Олег Николаевич был невероятно въедлив, вдумчив, скрупулезен. Он никогда никого из нас не хвалил, потому что не видел предела, конечного результата, которым можно быть довольным. Ефремов — мощнейшая фигура в русском театре, настоящий реформатор. Неудивительно, что он создал свой театр (речь о театре «Современник». — Прим. ред.). Ему всегда надо было что-то ломать, нарушать, он без этого не мог. Даже в классической пьесе переставлял текст местами. Позже такое новаторство вошло в моду. При этом Ефремов ломал не с позиции — я художник, я так вижу, а оставался в позиции создателя. Он договаривался с автором об изменении конструкции пьесы.

Ефремов был революционером и нас воспитывал так — «не ходите, не смотрите, что там у других, там все плохо, неправильно, там мертвый театр». Одни мы были живыми. Смешно! Но понятно, что мы ходили, смотрели, дружили со студентами других курсов и других театральных институтов.

— Вы упомянули и Андрея Мягкова, как своего учителя. Каким он был?

«Мы находились с Димой в постоянном диалоге, он очень мне помогал, поддерживал и давал веру в себя». Марина и Дмитрий Брусникины, 2007 год
Фото: Пресс-служба РАМТа

— Невообразимо талантливым, умным, самодостаточным, ответственным, добропорядочным, с невероятным чувством юмора. Он — мощная индивидуальность, самобытность.

Человек вообще никогда себе не изменял. Меня поразил поступок Андрея Васильевича, когда он, педагог от Бога, ушел из педагогики. Его курс, который выпустился после нас, был ярким, сильным, но плохо распределился, так бывает... Почему-то Андрей Васильевич взял ответственность на себя. Сказал, что раз не смог обеспечить своих бывших студентов работой, то надо закрыть в педагогику дверь. Все вокруг его уговаривали остаться, но нет. Такая, видимо, была у человека привычка — отвечать и за себя, и за людей рядом.

— Вы много ставили в МХТ. Что-то осталось сейчас, после того как вы ушли из штата?

— Да, конечно. Спектакль «Пролетный гусь» мы играем уже лет двадцать, и у нас переаншлаг все время. Идут «Боюсь стать Колей», «Офелия боится воды».

— Мне лично очень жаль, что потрясающий спектакль «Деревня дураков» закрыт. Знаю, что Табаков хотел запретить постановку, причем перед премьерой. Что происходило, и как вам удавалось договариваться с худруком?

— Конечно, мне тяжело, когда вмешиваются в работу, это малоприятная история для любого творческого человека. Но от Олега Павловича я готова была терпеть что угодно. Мои к нему любовь и уважение безграничны. К тому же наш опыт сотрудничества всегда был положительным, все, что я делала, он принимал. Лишь дважды этого не произошло. В том числе с «Деревней дураков». Помню, как мы сидели с ним после прогона и то, что он мне тогда говорил, я считала нечестным, несправедливым, он не так увидел, не так понял.

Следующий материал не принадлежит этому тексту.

use glam::IVec2;
use thiserror::Error;

#[derive(Debug, Error)]
pub enum GridError {
    #[error("obstacle sequences are empty")]
    EmptyInput,
    #[error("obstacle sequences differ in length: {x_len} x values, {y_len} y values")]
    MismatchedInput { x_len: usize, y_len: usize },
    #[error("resolution must be finite and positive, got {0}")]
    InvalidResolution(f64),
    #[error("obstacle {index} has a non-finite coordinate")]
    NonFiniteCoordinate { index: usize },
    #[error("cell {cell} out of bounds for grid {width}x{height}")]
    OutOfBounds {
        cell: IVec2,
        width: u32,
        height: u32,
    },
    #[error("degenerate grid {width}x{height}")]
    DegenerateGrid { width: u32, height: u32 },
    #[error("invalid grid data: {0}")]
    InvalidData(String),
    #[error("io error: {0}")]
    Io(#[from] std::io::Error),
    #[error("yaml error: {0}")]
    Yaml(#[from] serde_yaml::Error),
    #[error("image error: {0}")]
    Image(#[from] image::ImageError),
    #[error("scan parse error: {0}")]
    ScanParse(String),
    #[error("invalid config: {0}")]
    InvalidConfig(String),
}
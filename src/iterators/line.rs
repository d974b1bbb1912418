//! Integer Bresenham line rasterization between grid cells.
//!
//! ```text
//! From (0,0) to (7,3):
//!
//!     3 │             ● ●
//!     2 │         ● ●
//!     1 │     ● ●
//!     0 │ ● ●
//!       └────────────────
//!         0 1 2 3 4 5 6 7
//! ```
//!
//! The walk always advances along the dominant axis, so the path has exactly
//! one cell per major-axis step and never skips a cell.

use glam::IVec2;

/// Every cell on the straight line from `start` to `end`, both included.
///
/// The result has `1 + max(|dx|, |dy|)` cells and runs from `start` to `end`
/// regardless of direction: `rasterize(b, a)` is `rasterize(a, b)` reversed.
pub fn rasterize(start: IVec2, end: IVec2) -> Vec<IVec2> {
    let steep = (end.y - start.y).abs() > (end.x - start.x).abs();
    let (mut from, mut to) = if steep {
        (transpose(start), transpose(end))
    } else {
        (start, end)
    };

    // Walk with increasing major coordinate, reverse afterwards.
    let swapped = from.x > to.x;
    if swapped {
        std::mem::swap(&mut from, &mut to);
    }

    let dx = to.x - from.x;
    let dy = (to.y - from.y).abs();
    let y_step = if from.y < to.y { 1 } else { -1 };

    let mut error = dx / 2;
    let mut y = from.y;
    let mut points = Vec::with_capacity(dx as usize + 1);
    for x in from.x..=to.x {
        let p = IVec2::new(x, y);
        points.push(if steep { transpose(p) } else { p });
        error -= dy;
        if error < 0 {
            y += y_step;
            error += dx;
        }
    }

    if swapped {
        points.reverse();
    }
    points
}

#[inline]
fn transpose(p: IVec2) -> IVec2 {
    IVec2::new(p.y, p.x)
}
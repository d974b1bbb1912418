pub const UNKNOWN: i8 = -1;
pub const FREE: i8 = 0;
pub const OCCUPIED: i8 = 100;

pub const DEFAULT_EXTEND_AREA: f64 = 1.0;
pub const DEFAULT_RESOLUTION: f64 = 4.0;
pub const DEFAULT_MIN_RANGE: f64 = 5.0;
pub const DEFAULT_MAX_RANGE: f64 = 4000.0;
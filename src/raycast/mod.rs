//! Ray-casting occupancy grid construction.
//!
//! [`GridBuilder::build`] sizes the grid from the obstacle set and traces free
//! space along chained rays; [`GridBuilder::generate`] additionally runs the
//! region fill and obstacle dilation.

pub mod builder;
pub mod trace;
mod utils;

pub use builder::{GridBuilder, generate_occupancy_grid};
pub use trace::{TraceSummary, trace_free_space};
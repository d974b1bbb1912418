use glam::IVec2;

use crate::grid::OccupancyGrid;
use crate::types::CellState;

/// Offsets of the 2x2 block written for each obstacle.
const BLOCK: [IVec2; 4] = [IVec2::ZERO, IVec2::X, IVec2::Y, IVec2::ONE];

/// Mark each obstacle cell and its 2x2 block Occupied.
///
/// An obstacle is dilated only when `ix < width - 2` and `iy < height - 2`;
/// obstacles near the upper grid edges (or outside the grid) are skipped.
/// Overwrites Free and Unknown. Returns the number of obstacles dilated.
pub fn dilate_obstacles(grid: &mut OccupancyGrid, cells: &[IVec2]) -> usize {
    let x_limit = i64::from(grid.width()) - 2;
    let y_limit = i64::from(grid.height()) - 2;

    let mut dilated = 0;
    for &cell in cells {
        if cell.x < 0
            || cell.y < 0
            || i64::from(cell.x) >= x_limit
            || i64::from(cell.y) >= y_limit
        {
            continue;
        }

        for offset in BLOCK {
            if let Some(state) = grid.get_mut((cell + offset).as_uvec2()) {
                *state = CellState::Occupied;
            }
        }
        dilated += 1;
    }

    dilated
}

И я начала доказывать, а потом... расплакалась. Не специально, так порой случалось от большого эмоционального волнения. Олег Павлович этого не выдерживал. Когда я начала рыдать, он сказал: «Ладно, не реви, пусть сыграют на зрителя». Он всегда давал сыграть прогоны. Такого не было, чтобы он запретил просто потому, что не понравилось. А дальше на показ пришел Анатолий Миронович Смелянский, его заместитель, и увидел, как в финале зал встал, аплодисменты были долгими... И все, мы играли «Деревню дураков» еще много лет. Это один из любимых моих спектаклей. Жалко, что его больше нет, но что поделаешь, все когда-то заканчивается, уходит, это следует принимать. В постановке занято много артистов, мы играли на Малой сцене, стало трудно расходиться с репертуаром.

Второй спектакль, который не принял Табаков, это «Тутиш». Я поставила его по просьбе Олега Павловича. Однажды он прочитал в журнале очерк о таджикских стариках, всего на полстраницы текста. И я сделала спектакль, где играли мхатовские актеры возраста 60+ на тот момент: Гуляева, Сергачев, Киндинов, Васильев — замечательный состав. Мы все полюбили тот спектакль, прекрасно работали. Незадолго до премьеры Олег Павлович пришел и сказал: «Все, закрываем».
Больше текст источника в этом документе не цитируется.